Exercise input:
#####
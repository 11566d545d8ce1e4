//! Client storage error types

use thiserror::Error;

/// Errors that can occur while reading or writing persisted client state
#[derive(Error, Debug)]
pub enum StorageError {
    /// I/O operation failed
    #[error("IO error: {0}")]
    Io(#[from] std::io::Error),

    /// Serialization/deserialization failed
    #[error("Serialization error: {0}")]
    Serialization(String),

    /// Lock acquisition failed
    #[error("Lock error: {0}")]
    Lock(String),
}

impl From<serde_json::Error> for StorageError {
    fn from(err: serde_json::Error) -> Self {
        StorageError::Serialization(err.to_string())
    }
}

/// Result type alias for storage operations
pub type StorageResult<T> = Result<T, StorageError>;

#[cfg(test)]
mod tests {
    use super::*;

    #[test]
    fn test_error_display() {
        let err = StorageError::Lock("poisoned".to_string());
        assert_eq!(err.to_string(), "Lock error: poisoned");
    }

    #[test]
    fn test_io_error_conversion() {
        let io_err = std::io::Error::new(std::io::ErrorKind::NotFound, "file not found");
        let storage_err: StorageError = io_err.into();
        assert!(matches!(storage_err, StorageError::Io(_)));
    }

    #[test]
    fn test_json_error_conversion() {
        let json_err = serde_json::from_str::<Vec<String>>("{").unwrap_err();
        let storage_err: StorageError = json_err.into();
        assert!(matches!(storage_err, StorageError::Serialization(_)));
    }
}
#####
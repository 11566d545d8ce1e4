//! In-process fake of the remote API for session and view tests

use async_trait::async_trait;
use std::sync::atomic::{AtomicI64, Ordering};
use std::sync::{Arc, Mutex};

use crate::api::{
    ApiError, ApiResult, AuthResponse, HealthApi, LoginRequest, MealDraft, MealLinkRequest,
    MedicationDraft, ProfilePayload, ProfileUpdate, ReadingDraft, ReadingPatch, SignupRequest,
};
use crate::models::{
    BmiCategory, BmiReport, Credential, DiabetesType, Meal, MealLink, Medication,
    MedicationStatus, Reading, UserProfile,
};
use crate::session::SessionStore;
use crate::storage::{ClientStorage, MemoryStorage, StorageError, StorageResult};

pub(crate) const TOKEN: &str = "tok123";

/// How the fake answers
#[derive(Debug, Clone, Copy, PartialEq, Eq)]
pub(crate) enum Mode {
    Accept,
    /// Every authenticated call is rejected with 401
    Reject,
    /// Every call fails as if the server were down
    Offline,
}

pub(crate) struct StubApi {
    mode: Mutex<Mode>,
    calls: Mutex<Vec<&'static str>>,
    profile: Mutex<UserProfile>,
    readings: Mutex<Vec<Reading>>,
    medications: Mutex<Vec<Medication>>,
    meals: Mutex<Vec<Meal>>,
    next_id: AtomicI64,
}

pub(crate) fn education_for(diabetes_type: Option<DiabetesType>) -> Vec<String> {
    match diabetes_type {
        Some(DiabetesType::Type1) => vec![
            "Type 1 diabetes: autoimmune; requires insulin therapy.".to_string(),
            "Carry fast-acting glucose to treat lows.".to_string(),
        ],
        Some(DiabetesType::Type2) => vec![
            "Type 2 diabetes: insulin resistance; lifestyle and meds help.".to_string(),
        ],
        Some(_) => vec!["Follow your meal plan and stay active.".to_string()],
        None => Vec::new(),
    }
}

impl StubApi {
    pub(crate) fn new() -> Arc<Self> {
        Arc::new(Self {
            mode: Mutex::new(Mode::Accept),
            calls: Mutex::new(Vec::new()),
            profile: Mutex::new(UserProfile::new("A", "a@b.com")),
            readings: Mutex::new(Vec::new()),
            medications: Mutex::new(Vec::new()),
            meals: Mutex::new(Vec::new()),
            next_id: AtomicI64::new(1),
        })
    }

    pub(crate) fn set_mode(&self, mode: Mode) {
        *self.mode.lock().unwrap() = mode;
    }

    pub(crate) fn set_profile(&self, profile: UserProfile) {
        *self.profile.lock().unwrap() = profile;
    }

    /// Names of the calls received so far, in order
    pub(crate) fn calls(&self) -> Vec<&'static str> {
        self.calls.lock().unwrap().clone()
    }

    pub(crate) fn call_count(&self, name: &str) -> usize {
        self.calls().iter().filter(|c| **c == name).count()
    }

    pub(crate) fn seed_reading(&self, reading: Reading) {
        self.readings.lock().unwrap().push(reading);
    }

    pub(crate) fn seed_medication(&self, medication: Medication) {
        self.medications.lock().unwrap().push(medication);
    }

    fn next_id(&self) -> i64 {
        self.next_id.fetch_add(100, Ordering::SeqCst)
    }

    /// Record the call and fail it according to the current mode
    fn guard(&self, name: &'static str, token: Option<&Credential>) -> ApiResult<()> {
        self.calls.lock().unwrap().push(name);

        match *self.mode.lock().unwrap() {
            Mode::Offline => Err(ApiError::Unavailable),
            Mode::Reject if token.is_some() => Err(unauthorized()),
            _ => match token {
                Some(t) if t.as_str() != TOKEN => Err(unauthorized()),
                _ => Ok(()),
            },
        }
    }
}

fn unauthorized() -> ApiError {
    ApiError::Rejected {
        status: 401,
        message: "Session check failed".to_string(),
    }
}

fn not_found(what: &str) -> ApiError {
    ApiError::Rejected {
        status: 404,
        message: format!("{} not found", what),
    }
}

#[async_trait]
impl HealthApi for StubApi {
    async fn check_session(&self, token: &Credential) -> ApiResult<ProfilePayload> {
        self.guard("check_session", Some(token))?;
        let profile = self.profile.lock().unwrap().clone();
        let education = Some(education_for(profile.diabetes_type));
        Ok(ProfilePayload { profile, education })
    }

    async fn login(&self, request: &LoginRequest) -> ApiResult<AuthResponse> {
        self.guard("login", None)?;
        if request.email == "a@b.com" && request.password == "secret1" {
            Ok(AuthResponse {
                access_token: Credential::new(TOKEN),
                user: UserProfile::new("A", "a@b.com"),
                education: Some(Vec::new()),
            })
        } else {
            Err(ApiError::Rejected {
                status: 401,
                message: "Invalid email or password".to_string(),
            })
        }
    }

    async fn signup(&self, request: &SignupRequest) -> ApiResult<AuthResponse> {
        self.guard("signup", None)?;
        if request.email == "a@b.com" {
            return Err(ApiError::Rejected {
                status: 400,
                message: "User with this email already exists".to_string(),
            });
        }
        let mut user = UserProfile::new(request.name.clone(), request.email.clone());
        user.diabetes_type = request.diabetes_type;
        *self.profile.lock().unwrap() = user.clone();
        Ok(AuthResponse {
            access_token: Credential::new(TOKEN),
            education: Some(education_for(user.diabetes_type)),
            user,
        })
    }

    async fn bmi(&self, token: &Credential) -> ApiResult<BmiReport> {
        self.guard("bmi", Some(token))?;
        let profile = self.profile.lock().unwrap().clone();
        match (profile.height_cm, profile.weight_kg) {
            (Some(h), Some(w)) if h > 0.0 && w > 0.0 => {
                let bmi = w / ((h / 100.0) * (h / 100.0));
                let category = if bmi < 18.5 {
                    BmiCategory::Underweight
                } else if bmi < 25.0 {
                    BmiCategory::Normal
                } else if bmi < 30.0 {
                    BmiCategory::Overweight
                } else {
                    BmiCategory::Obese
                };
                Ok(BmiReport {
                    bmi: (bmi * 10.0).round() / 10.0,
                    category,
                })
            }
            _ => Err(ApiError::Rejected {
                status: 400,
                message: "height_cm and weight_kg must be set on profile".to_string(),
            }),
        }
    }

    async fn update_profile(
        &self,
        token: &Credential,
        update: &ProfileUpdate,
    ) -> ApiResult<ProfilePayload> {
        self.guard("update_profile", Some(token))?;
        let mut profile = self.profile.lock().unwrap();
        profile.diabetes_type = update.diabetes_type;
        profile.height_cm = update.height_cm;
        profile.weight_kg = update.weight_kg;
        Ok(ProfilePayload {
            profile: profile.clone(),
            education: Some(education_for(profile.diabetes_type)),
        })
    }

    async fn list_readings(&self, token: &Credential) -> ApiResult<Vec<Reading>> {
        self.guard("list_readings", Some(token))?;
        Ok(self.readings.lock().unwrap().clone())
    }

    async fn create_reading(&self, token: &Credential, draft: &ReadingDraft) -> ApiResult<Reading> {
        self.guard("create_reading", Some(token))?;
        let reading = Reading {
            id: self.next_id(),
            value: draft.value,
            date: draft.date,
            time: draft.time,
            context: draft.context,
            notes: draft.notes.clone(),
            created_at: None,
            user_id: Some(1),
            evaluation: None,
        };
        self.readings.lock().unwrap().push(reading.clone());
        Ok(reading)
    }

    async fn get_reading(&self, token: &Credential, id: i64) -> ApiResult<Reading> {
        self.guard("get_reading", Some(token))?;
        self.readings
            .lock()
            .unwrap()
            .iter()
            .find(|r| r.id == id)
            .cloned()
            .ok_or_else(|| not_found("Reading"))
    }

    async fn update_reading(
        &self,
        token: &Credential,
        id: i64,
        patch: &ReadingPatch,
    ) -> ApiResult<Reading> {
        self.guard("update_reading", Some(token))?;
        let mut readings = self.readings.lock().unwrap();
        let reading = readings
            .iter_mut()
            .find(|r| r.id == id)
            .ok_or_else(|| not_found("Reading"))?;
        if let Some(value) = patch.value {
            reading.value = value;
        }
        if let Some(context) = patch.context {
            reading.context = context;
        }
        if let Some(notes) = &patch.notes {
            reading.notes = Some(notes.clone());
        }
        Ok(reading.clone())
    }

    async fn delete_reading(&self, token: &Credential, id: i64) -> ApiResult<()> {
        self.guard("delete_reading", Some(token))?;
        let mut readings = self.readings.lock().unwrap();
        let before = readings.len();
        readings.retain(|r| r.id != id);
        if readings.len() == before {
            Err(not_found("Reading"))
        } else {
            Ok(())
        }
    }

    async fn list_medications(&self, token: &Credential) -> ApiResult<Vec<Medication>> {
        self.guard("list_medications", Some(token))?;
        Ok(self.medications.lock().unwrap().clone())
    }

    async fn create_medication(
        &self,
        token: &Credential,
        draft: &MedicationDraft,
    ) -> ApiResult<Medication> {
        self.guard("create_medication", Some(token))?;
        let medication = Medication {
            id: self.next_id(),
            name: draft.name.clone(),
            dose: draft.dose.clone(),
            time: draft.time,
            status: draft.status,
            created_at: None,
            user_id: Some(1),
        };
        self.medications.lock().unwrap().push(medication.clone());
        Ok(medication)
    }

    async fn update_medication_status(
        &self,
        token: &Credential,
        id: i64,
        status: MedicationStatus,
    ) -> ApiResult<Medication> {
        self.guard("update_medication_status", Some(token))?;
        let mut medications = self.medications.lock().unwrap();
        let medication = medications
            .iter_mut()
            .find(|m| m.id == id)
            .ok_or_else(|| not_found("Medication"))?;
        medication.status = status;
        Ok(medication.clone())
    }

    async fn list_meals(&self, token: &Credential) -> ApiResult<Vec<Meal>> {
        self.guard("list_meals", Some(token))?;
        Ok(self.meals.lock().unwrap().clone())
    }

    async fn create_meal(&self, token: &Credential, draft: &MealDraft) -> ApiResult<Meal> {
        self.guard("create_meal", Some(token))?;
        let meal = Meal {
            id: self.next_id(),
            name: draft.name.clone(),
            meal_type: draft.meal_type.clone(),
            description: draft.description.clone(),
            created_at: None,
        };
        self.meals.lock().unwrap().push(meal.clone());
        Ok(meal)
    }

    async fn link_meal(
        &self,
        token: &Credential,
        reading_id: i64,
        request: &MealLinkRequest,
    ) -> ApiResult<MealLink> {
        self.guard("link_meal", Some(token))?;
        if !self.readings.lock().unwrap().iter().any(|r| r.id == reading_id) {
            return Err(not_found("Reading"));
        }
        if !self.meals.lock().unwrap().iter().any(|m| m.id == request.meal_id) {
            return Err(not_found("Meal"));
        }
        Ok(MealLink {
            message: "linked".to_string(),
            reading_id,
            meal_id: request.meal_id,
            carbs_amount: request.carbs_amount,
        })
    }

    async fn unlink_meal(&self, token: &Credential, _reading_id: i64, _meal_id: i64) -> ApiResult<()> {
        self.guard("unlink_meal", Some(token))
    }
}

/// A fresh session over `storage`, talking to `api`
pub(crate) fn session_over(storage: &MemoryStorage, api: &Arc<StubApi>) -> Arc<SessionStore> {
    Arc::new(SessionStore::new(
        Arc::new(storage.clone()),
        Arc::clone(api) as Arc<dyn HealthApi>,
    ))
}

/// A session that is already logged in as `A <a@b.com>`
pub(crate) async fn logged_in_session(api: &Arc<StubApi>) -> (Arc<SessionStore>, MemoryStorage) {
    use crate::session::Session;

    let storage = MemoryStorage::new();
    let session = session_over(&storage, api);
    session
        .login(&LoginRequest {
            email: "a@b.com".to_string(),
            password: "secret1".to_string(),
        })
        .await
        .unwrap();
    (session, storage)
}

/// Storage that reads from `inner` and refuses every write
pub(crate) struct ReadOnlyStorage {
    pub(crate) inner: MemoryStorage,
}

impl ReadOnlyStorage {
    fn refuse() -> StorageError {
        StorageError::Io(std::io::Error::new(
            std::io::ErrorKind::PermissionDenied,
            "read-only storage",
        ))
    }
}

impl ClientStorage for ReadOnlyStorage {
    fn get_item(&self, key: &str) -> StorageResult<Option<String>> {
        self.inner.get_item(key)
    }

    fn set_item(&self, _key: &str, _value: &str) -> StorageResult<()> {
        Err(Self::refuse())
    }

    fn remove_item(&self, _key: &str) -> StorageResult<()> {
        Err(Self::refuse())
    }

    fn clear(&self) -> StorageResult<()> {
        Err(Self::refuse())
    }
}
#####
Exercise:
Your job is to return all lines above that hold the word "HealthApi".

Task output:
    ApiError, ApiResult, AuthResponse, HealthApi, LoginRequest, MealDraft, MealLinkRequest,
impl HealthApi for StubApi {
        Arc::clone(api) as Arc<dyn HealthApi>,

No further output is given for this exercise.